TASK REQUIREMENTS. The entries are to be written out again with no differences.
::::
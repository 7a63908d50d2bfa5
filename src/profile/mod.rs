//! # Decoding Profiles
//!
//! A box selects one of three profiles by name. Validation turns the box
//! configuration into a ready-to-run decoder with every sensor reference
//! resolved, so decoding itself never has to look at the configuration again.
//!
//! - `debug`: one unsigned byte per byteMask entry
//! - `sbhome`: the fixed senseBox:home layout
//! - `lora-serialization`: a configurable pipeline of named transformers

pub mod debug;
pub mod lora_serialization;
pub mod sbhome;

pub use debug::DebugDecoder;
pub use lora_serialization::{LoraSerializationDecoder, Step};
pub use sbhome::HomeDecoder;

use crate::constants::{PROFILE_DEBUG, PROFILE_LORA_SERIALIZATION, PROFILE_SBHOME};
use crate::error::{ConfigError, PayloadError};
use crate::measurement::ProfileOutput;
use crate::sensor_box::SensorBox;
use std::fmt;
use std::str::FromStr;

/// The supported profiles
#[derive(Debug, Clone, Copy, PartialEq, Eq, Hash)]
pub enum Profile {
    Debug,
    Home,
    LoraSerialization,
}

impl Profile {
    pub fn name(self) -> &'static str {
        match self {
            Profile::Debug => PROFILE_DEBUG,
            Profile::Home => PROFILE_SBHOME,
            Profile::LoraSerialization => PROFILE_LORA_SERIALIZATION,
        }
    }
}

impl FromStr for Profile {
    type Err = ConfigError;

    fn from_str(name: &str) -> Result<Self, Self::Err> {
        match name {
            PROFILE_DEBUG => Ok(Profile::Debug),
            PROFILE_SBHOME => Ok(Profile::Home),
            PROFILE_LORA_SERIALIZATION => Ok(Profile::LoraSerialization),
            other => Err(ConfigError::UnsupportedProfile(other.to_string())),
        }
    }
}

impl fmt::Display for Profile {
    fn fmt(&self, f: &mut fmt::Formatter<'_>) -> fmt::Result {
        f.write_str(self.name())
    }
}

/// Decoding strategy of a validated profile
pub trait ProfileDecoder {
    /// Decode a non-empty payload into raw measurements and warnings
    fn decode(&self, payload: &[u8]) -> Result<ProfileOutput, PayloadError>;

    /// Payload length the profile is laid out for
    fn expected_len(&self) -> usize;

    fn profile(&self) -> Profile;
}

/// A box configuration that passed validation for its profile
#[derive(Debug, Clone)]
pub enum ValidatedProfile {
    Debug(DebugDecoder),
    Home(HomeDecoder),
    LoraSerialization(LoraSerializationDecoder),
}

impl ValidatedProfile {
    /// Check the box against its profile's preconditions.
    ///
    /// Reports the first violation found; no payload byte is looked at.
    pub fn validate(sensor_box: &SensorBox) -> Result<Self, ConfigError> {
        let ttn = sensor_box.ttn().ok_or(ConfigError::MissingIntegration)?;
        let profile: Profile = ttn.profile.parse()?;

        let validated = match profile {
            Profile::Debug => ValidatedProfile::Debug(DebugDecoder::from_box(sensor_box, ttn)?),
            Profile::Home => ValidatedProfile::Home(HomeDecoder::from_box(sensor_box)?),
            Profile::LoraSerialization => ValidatedProfile::LoraSerialization(
                LoraSerializationDecoder::from_box(sensor_box, ttn)?,
            ),
        };
        Ok(validated)
    }

    fn decoder(&self) -> &dyn ProfileDecoder {
        match self {
            ValidatedProfile::Debug(decoder) => decoder,
            ValidatedProfile::Home(decoder) => decoder,
            ValidatedProfile::LoraSerialization(decoder) => decoder,
        }
    }
}

impl ProfileDecoder for ValidatedProfile {
    fn decode(&self, payload: &[u8]) -> Result<ProfileOutput, PayloadError> {
        self.decoder().decode(payload)
    }

    fn expected_len(&self) -> usize {
        self.decoder().expected_len()
    }

    fn profile(&self) -> Profile {
        self.decoder().profile()
    }
}

#[cfg(test)]
mod tests {
    use super::*;

    #[test]
    fn test_profile_names() {
        for profile in [Profile::Debug, Profile::Home, Profile::LoraSerialization] {
            assert_eq!(profile.name().parse::<Profile>().unwrap(), profile);
        }
        assert_eq!(
            ":^)".parse::<Profile>().unwrap_err(),
            ConfigError::UnsupportedProfile(":^)".to_string())
        );
    }

    #[test]
    fn test_missing_integration() {
        let err = ValidatedProfile::validate(&SensorBox::default()).unwrap_err();
        assert_eq!(err.to_string(), "box has no TTN configuration");
    }
}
::::
WRITTEN ANSWER.
repository 7a63908d50d2bfa5
filename src/profile/mod.rs
//! # Decoding Profiles
//!
//! A box selects one of three profiles by name. Validation turns the box
//! configuration into a ready-to-run decoder with every sensor reference
//! resolved, so decoding itself never has to look at the configuration again.
//!
//! - `debug`: one unsigned byte per byteMask entry
//! - `sbhome`: the fixed senseBox:home layout
//! - `lora-serialization`: a configurable pipeline of named transformers

pub mod debug;
pub mod lora_serialization;
pub mod sbhome;

pub use debug::DebugDecoder;
pub use lora_serialization::{LoraSerializationDecoder, Step};
pub use sbhome::HomeDecoder;

use crate::constants::{PROFILE_DEBUG, PROFILE_LORA_SERIALIZATION, PROFILE_SBHOME};
use crate::error::{ConfigError, PayloadError};
use crate::measurement::ProfileOutput;
use crate::sensor_box::SensorBox;
use std::fmt;
use std::str::FromStr;

/// The supported profiles
#[derive(Debug, Clone, Copy, PartialEq, Eq, Hash)]
pub enum Profile {
    Debug,
    Home,
    LoraSerialization,
}

impl Profile {
    pub fn name(self) -> &'static str {
        match self {
            Profile::Debug => PROFILE_DEBUG,
            Profile::Home => PROFILE_SBHOME,
            Profile::LoraSerialization => PROFILE_LORA_SERIALIZATION,
        }
    }
}

impl FromStr for Profile {
    type Err = ConfigError;

    fn from_str(name: &str) -> Result<Self, Self::Err> {
        match name {
            PROFILE_DEBUG => Ok(Profile::Debug),
            PROFILE_SBHOME => Ok(Profile::Home),
            PROFILE_LORA_SERIALIZATION => Ok(Profile::LoraSerialization),
            other => Err(ConfigError::UnsupportedProfile(other.to_string())),
        }
    }
}

impl fmt::Display for Profile {
    fn fmt(&self, f: &mut fmt::Formatter<'_>) -> fmt::Result {
        f.write_str(self.name())
    }
}

/// Decoding strategy of a validated profile
pub trait ProfileDecoder {
    /// Decode a non-empty payload into raw measurements and warnings
    fn decode(&self, payload: &[u8]) -> Result<ProfileOutput, PayloadError>;

    /// Payload length the profile is laid out for
    fn expected_len(&self) -> usize;

    fn profile(&self) -> Profile;
}

/// A box configuration that passed validation for its profile
#[derive(Debug, Clone)]
pub enum ValidatedProfile {
    Debug(DebugDecoder),
    Home(HomeDecoder),
    LoraSerialization(LoraSerializationDecoder),
}

impl ValidatedProfile {
    /// Check the box against its profile's preconditions.
    ///
    /// Reports the first violation found; no payload byte is looked at.
    pub fn validate(sensor_box: &SensorBox) -> Result<Self, ConfigError> {
        let ttn = sensor_box.ttn().ok_or(ConfigError::MissingIntegration)?;
        let profile: Profile = ttn.profile.parse()?;

        let validated = match profile {
            Profile::Debug => ValidatedProfile::Debug(DebugDecoder::from_box(sensor_box, ttn)?),
            Profile::Home => ValidatedProfile::Home(HomeDecoder::from_box(sensor_box)?),
            Profile::LoraSerialization => ValidatedProfile::LoraSerialization(
                LoraSerializationDecoder::from_box(sensor_box, ttn)?,
            ),
        };
        Ok(validated)
    }

    fn decoder(&self) -> &dyn ProfileDecoder {
        match self {
            ValidatedProfile::Debug(decoder) => decoder,
            ValidatedProfile::Home(decoder) => decoder,
            ValidatedProfile::LoraSerialization(decoder) => decoder,
        }
    }
}

impl ProfileDecoder for ValidatedProfile {
    fn decode(&self, payload: &[u8]) -> Result<ProfileOutput, PayloadError> {
        self.decoder().decode(payload)
    }

    fn expected_len(&self) -> usize {
        self.decoder().expected_len()
    }

    fn profile(&self) -> Profile {
        self.decoder().profile()
    }
}

#[cfg(test)]
mod tests {
    use super::*;

    #[test]
    fn test_profile_names() {
        for profile in [Profile::Debug, Profile::Home, Profile::LoraSerialization] {
            assert_eq!(profile.name().parse::<Profile>().unwrap(), profile);
        }
        assert_eq!(
            ":^)".parse::<Profile>().unwrap_err(),
            ConfigError::UnsupportedProfile(":^)".to_string())
        );
    }

    #[test]
    fn test_missing_integration() {
        let err = ValidatedProfile::validate(&SensorBox::default()).unwrap_err();
        assert_eq!(err.to_string(), "box has no TTN configuration");
    }
}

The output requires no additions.